Worse are the teachers who themselves can't be disciplined and who, chalk up the number of casual and sick days they " haven't taken yet", or the principals, who, appointed by seniority - and not for competence - are awaiting retirement or have simpy " reached".

True, presbyterian and Maha Sabha schools have a share of these ills but the level of community pressure and sanctions mitigate them. Work here by the way for Black Empowerment Groups.

Few irate Indian parents will march into Sat's schools and threaten to beat up a teacher. Few teachers will take their casual leave, their class unattended.

And few Ministry officials will tangle with Sat if he wishes a principal appointed. It is not by chance that Government schools - the most likely to be bureaucratised - are also the least likely to enforce discipline. Obviously here, TUTTA or not, rules of promotion, of rewards and of sanctions need to be seriously revised. After all the Government is there to get our children educated.

It is not primarily there to serve teachers.

Don't misunderstand me. There are a number of teachers who are heroic, who are social workers, parents, maintenance persons rolled into one and under conditions where toilets may not work, one or more parents may be absent and the neighbourhood is tough and deprived. Surely there should be some special and tangible rewards for these teachers as well as the recognition that in some areas other specialised staff are necessary.

It is not however only Government schools in question. It is also Catholic and to some lesser degree Anglican schools which at present serve the poor black population. Questions must be asked of these too.

We are yet so see the degree of commitment at some- note the word - of these schools that we see at most Presbyterian and Hindu schools and yet presumably are governed by the same relationship to the State, and in the case of Catholic schools have at least the same available wealth within the wider church community, and a longer history of teaching and of administration than, say Hindu schools.
It would seem to me that Catholics concerned with justice or with peace would be more credible if they made the workings of Catholic schools in poor areas their No 1 priority, in terms not only of literacy, but of the equality of chances for entry in those elite schools.
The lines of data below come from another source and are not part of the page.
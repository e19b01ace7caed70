//! Command-line interface, built on clap.
//!
//! Defines the [`Cli`] struct with subcommands [`Command`] (demo, tasks,
//! check) and global flags (--config, --settle-ms, --verbose).

use clap::{Parser, Subcommand};

/// skystep — guided tutorial sequencer for drone flight training.
#[derive(Debug, Parser)]
#[command(name = "skystep", version, about)]
pub struct Cli {
    #[command(subcommand)]
    pub command: Command,

    /// Path to the tutorial configuration file (default: skystep.toml).
    #[arg(long, global = true)]
    pub config: Option<String>,

    /// Settle delay override in milliseconds.
    #[arg(long, global = true)]
    pub settle_ms: Option<u64>,

    /// Enable detailed output.
    #[arg(long, short, global = true, default_value_t = false)]
    pub verbose: bool,
}

#[derive(Debug, Subcommand)]
pub enum Command {
    /// Fly the configured tutorial with the built-in scripted pilot.
    Demo,

    /// Print the configured task sequence.
    Tasks,

    /// Validate a tutorial configuration file.
    Check {
        /// Path to the configuration file to validate.
        path: String,
    },
}
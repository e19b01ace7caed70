use std::fmt;

use serde::{Deserialize, Serialize};

/// How a task is marked complete.
#[derive(Debug, Clone, PartialEq, Eq, Serialize, Deserialize)]
#[serde(rename_all = "snake_case")]
pub enum ConditionKind {
    /// Completion is detected by polling a named predicate every tick.
    Polled(String),
    /// Completion is signalled by an external event: a checkpoint course lap
    /// (the event name is the course name) or a declared signal event.
    Event(String),
}

impl fmt::Display for ConditionKind {
    fn fmt(&self, f: &mut fmt::Formatter<'_>) -> fmt::Result {
        match self {
            ConditionKind::Polled(name) => write!(f, "polled:{name}"),
            ConditionKind::Event(name) => write!(f, "event:{name}"),
        }
    }
}

/// One skill-check step in the tutorial sequence.
///
/// The ordered list of tasks is fixed for the lifetime of a run and owned by
/// the sequencer.
#[derive(Debug, Clone, PartialEq, Eq, Serialize, Deserialize)]
pub struct TaskDefinition {
    /// Instruction text shown to the pilot.
    pub label: String,
    /// Completion condition.
    pub condition: ConditionKind,
}

impl TaskDefinition {
    pub fn polled(label: &str, predicate: &str) -> Self {
        Self {
            label: label.to_string(),
            condition: ConditionKind::Polled(predicate.to_string()),
        }
    }

    pub fn event(label: &str, event: &str) -> Self {
        Self {
            label: label.to_string(),
            condition: ConditionKind::Event(event.to_string()),
        }
    }
}

/// The phases of a tutorial run.
///
/// A run flows through: IDLE → WAITING → SETTLING → WAITING (next task) →
/// … → FINISHED. `Idle` exists only before `start`; `Finished` is terminal.
#[derive(Debug, Clone, Copy, PartialEq, Eq, Serialize, Deserialize)]
pub enum Phase {
    Idle,
    Waiting,
    Settling,
    Finished,
}

impl fmt::Display for Phase {
    fn fmt(&self, f: &mut fmt::Formatter<'_>) -> fmt::Result {
        match self {
            Phase::Idle => write!(f, "IDLE"),
            Phase::Waiting => write!(f, "WAITING"),
            Phase::Settling => write!(f, "SETTLING"),
            Phase::Finished => write!(f, "FINISHED"),
        }
    }
}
If Government schools can't do it, if the existing denominational schools can't do it, then over to you Pastor Cuffie. I for one, am willing to back anyone who can of whatever religion, sect or cult. The situation is desperate.

But there are other issues which the Government must address if the Common Entrance or any assessment in its place is to be indicative of real merit. It may well be necessary to review class size where children come from difficult neighbourhoods. A class of 40 is fine where discipline is already established. It may not be where discipline is not. Above all children have little chance of success where they are taught in, and encouraged to speak in, the vernacular, or where in some populist misconception, they must be brought up in "their culture". That culture, however rich and valid, is not now producing ingredients for social mobility. In some cases that culture is the drug culture of sneakers and do what you like. We can't afford this.

Nor can we afford parents who keep their children at home for the flimsiest of reasons. In this latter case, drastic measures are now needed both with regard to accurate statistics and reporting of children absent, and with regard to the prosecution of errant parents.

Yes it is with the Primary School I would start. Our inequalities in education are a national scandal.

I wonder why some enterprising group has not hauled us up before some International Human Rights Commission for contravening the Rights to Education and equalities in its provision.